** RECORDED INFORMATION follows **
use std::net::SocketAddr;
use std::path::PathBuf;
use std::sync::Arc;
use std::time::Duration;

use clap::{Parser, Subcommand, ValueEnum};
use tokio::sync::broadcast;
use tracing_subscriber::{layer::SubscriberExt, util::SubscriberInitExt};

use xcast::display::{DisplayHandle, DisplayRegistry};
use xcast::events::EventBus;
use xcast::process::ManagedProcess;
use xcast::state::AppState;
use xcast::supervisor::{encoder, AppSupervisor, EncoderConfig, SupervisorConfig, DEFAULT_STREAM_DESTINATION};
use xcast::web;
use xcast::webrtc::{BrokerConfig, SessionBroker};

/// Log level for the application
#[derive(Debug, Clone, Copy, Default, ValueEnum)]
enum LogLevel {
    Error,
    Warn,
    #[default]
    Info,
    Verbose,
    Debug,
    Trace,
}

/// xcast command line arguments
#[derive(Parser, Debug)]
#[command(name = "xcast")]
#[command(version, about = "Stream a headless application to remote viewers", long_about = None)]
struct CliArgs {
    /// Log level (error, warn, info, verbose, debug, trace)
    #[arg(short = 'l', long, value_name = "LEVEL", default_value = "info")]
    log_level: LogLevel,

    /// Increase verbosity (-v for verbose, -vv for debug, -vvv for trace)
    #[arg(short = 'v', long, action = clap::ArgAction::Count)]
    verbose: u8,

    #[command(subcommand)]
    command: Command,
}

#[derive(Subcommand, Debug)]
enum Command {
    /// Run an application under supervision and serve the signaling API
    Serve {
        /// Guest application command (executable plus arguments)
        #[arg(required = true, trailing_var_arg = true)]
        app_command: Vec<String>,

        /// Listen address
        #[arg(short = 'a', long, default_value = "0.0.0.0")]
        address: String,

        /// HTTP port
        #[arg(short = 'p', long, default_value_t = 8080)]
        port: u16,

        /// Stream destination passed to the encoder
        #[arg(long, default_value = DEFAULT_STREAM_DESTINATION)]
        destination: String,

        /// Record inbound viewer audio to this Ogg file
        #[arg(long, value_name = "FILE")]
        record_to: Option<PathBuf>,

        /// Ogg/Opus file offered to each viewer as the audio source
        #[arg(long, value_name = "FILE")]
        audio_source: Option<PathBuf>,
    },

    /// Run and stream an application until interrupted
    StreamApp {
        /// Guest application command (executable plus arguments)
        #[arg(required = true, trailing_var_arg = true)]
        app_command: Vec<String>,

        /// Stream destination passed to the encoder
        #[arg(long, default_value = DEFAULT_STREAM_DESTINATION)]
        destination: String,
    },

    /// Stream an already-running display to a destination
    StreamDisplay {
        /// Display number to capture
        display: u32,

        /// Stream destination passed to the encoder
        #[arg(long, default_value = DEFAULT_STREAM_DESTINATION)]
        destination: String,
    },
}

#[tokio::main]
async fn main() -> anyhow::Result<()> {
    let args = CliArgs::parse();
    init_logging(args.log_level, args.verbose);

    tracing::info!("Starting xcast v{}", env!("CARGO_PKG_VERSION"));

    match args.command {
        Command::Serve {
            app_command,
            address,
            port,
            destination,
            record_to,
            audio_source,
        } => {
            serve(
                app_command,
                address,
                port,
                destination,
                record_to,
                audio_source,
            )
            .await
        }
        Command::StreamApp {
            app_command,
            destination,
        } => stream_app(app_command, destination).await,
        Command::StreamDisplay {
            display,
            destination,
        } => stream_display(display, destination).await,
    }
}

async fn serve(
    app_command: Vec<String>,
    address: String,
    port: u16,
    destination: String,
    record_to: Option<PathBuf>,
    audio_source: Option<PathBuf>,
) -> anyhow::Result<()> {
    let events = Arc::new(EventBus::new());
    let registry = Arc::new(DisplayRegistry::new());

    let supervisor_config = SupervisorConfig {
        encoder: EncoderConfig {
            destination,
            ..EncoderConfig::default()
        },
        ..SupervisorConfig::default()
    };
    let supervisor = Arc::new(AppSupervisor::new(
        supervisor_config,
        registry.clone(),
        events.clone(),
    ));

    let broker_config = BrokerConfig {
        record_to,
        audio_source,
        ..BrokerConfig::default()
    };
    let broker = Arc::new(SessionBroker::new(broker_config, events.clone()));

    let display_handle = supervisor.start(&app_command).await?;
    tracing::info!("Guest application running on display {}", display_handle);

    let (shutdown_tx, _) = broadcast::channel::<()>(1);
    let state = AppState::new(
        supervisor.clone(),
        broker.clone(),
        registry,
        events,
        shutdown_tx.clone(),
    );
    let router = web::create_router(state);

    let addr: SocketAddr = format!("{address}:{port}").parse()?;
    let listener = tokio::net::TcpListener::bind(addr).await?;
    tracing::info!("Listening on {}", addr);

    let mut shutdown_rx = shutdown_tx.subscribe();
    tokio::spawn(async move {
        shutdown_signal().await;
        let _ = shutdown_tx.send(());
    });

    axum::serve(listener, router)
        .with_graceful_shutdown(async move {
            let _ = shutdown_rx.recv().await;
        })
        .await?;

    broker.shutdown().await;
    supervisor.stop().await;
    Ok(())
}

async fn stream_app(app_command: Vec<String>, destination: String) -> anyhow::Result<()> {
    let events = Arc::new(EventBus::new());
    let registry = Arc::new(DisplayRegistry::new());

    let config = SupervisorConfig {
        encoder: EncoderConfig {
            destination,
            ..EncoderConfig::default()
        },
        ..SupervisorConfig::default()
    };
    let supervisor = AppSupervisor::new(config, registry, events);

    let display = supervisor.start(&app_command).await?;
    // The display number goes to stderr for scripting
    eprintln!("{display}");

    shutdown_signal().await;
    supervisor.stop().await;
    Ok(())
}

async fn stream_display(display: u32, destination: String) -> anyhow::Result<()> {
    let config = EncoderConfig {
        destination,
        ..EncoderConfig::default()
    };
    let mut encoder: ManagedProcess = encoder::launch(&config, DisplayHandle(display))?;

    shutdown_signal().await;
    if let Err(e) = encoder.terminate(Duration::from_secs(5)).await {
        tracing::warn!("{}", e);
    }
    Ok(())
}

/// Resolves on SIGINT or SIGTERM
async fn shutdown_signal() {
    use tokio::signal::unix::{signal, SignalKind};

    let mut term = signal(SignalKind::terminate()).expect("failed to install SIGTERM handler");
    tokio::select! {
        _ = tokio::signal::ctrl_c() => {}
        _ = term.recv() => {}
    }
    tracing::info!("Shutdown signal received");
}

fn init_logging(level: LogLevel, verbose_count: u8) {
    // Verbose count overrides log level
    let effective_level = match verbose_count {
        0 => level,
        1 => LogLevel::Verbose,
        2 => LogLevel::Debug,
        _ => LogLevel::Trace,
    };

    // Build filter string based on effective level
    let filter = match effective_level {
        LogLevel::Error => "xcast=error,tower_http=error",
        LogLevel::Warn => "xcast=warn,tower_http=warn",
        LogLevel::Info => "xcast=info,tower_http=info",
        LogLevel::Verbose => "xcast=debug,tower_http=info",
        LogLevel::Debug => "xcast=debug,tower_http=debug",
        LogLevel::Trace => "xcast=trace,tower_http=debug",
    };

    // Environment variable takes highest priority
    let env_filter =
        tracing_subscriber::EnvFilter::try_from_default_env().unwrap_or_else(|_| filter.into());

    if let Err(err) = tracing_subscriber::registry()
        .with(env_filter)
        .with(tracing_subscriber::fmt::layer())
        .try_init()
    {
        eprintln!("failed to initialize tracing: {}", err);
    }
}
** End of RECORDED INFORMATION **
## WORK ITEM
What is needed is an exact copy of the entries from their first line down to the line with "use xcast::state::AppState;", that line included, and nothing beyond it.

## TASK RESPONSE
use std::net::SocketAddr;
use std::path::PathBuf;
use std::sync::Arc;
use std::time::Duration;

use clap::{Parser, Subcommand, ValueEnum};
use tokio::sync::broadcast;
use tracing_subscriber::{layer::SubscriberExt, util::SubscriberInitExt};

use xcast::display::{DisplayHandle, DisplayRegistry};
use xcast::events::EventBus;
use xcast::process::ManagedProcess;
use xcast::state::AppState;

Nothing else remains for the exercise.